2018-01-06

Transducers

One of the nice things that you’ll come across in Clojure is transducer. In this post I’ll go over what transducers are, how you can use them, how you can make one, and what transducible contexts are.

What are transducers?

In simple terms, transducers are composable transformation pipelines. A transducer does not care about where the input comes from or where the output will go; it simply cares about the transformation of the data that that flows through the pipeline. Let’s look at an example:

(let [xf (comp 
           (map inc)
           (filter even?))]
  (sequence xf (range 10)))

Here xf (external function) is our transducer which will increment every number and then will keep only the even numbers. Calling sequence functions like map, filter, etc. with single arity returns a transducer which you can then compose. The transducer doesn’t know where it will be used - will it be used with a collection or with a channel? So, a transducer captures the essence of your transformation. sequence is responsible for providing the input to the transducer. This is the context in which the transducer will run.
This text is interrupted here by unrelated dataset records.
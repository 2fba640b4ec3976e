// Copyright 2025-2026 CEMAXECUTER LLC

//! Error types for the OpenLST codec.

use thiserror::Error;

/// Result alias for codec operations.
pub type Result<T> = std::result::Result<T, Error>;

/// Top-level codec error.
#[derive(Error, Debug)]
pub enum Error {
    #[error("FEC error: {0}")]
    Fec(#[from] FecError),

    #[error("frame error: {0}")]
    Frame(#[from] FrameError),

    #[error("configuration error: {0}")]
    Config(#[from] ConfigError),
}

/// Checksum mismatch on a received data section.
#[derive(Error, Debug, Clone, Copy, PartialEq, Eq)]
#[error("CRCError: expected {expected:04x} got {actual:04x}")]
pub struct CrcError {
    /// CRC computed over the received length byte and data section
    pub expected: u16,
    /// CRC carried in the last two bytes of the data section
    pub actual: u16,
}

/// FEC codec errors.
#[derive(Error, Debug, Clone, Copy, PartialEq, Eq)]
pub enum FecError {
    #[error("interleaving only works on 4 byte chunks, got {0} bytes")]
    ChunkLength(usize),
}

/// Framing and frame validation errors.
#[derive(Error, Debug, Clone, PartialEq, Eq)]
pub enum FrameError {
    #[error(transparent)]
    Crc(#[from] CrcError),

    #[error("data section too short: {0} bytes (minimum 7)")]
    TooShort(usize),

    #[error("payload too long: {0} bytes (maximum 248)")]
    PayloadTooLong(usize),

    #[error("message too short: {0} bytes (need HWID and seqnum)")]
    MessageTooShort(usize),
}

/// Configuration rejected at construction or load time.
#[derive(Error, Debug)]
pub enum ConfigError {
    #[error("sync_words must be 1 or 2, got {0}")]
    SyncWords(u8),

    #[error("preamble_bytes must be between 1 and 32, got {0}")]
    PreambleBytes(u8),

    #[error("preamble_quality must be between 1 and {max}, got {quality}")]
    PreambleQuality { quality: u16, max: u16 },

    #[error("failed to read config {path}: {source}")]
    Read {
        path: String,
        #[source]
        source: std::io::Error,
    },

    #[error("failed to parse config: {0}")]
    Parse(#[from] toml::de::Error),
}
Here’s how the same thing can be done using threading macro:

1
2
3

(->> (range 10)
     (map inc)
     (filter even?))

The difference here is that the 2-arity version of map and filter will create intermediate collections while the 1-artity versions won’t. Transducers are much more efficient than threading together sequence functions.

Chaining
Transducing

Source for images

Inside a transducer

Let’s look at the 1-arity version of map and see what makes a transducer.

(defn map
  ([f]
    (fn [rf]
      (fn
        ([] (rf))
        ([result] (rf result))
        ([result input]
           (rf result (f input)))
        ([result input & inputs]
           (rf result (apply f input inputs))))))
   ...)

When you call 1-arity version of map you get back a transducer which, as shown above, is a function. Functions like map, filter, etc. take a collection and return a collection. Transducers, on the otherhand, take one reducing function and return another. The function returned is expected to have three arities:

0-arity (init): This kickstarts the transformation pipeline. The only thing you do here is call the reducing function `rf`.

2-arity (step): This is where you'll perform the transformation. You get the result so far and the next input. In case of `map`, you call the reducung function `rf` by applying the function `f` to the input. How the value is going to be added to the result is the job of `rf`. If you don't want to add anything to the result, just return the result as-is. You may call `rf` once, multiple times, or not at all.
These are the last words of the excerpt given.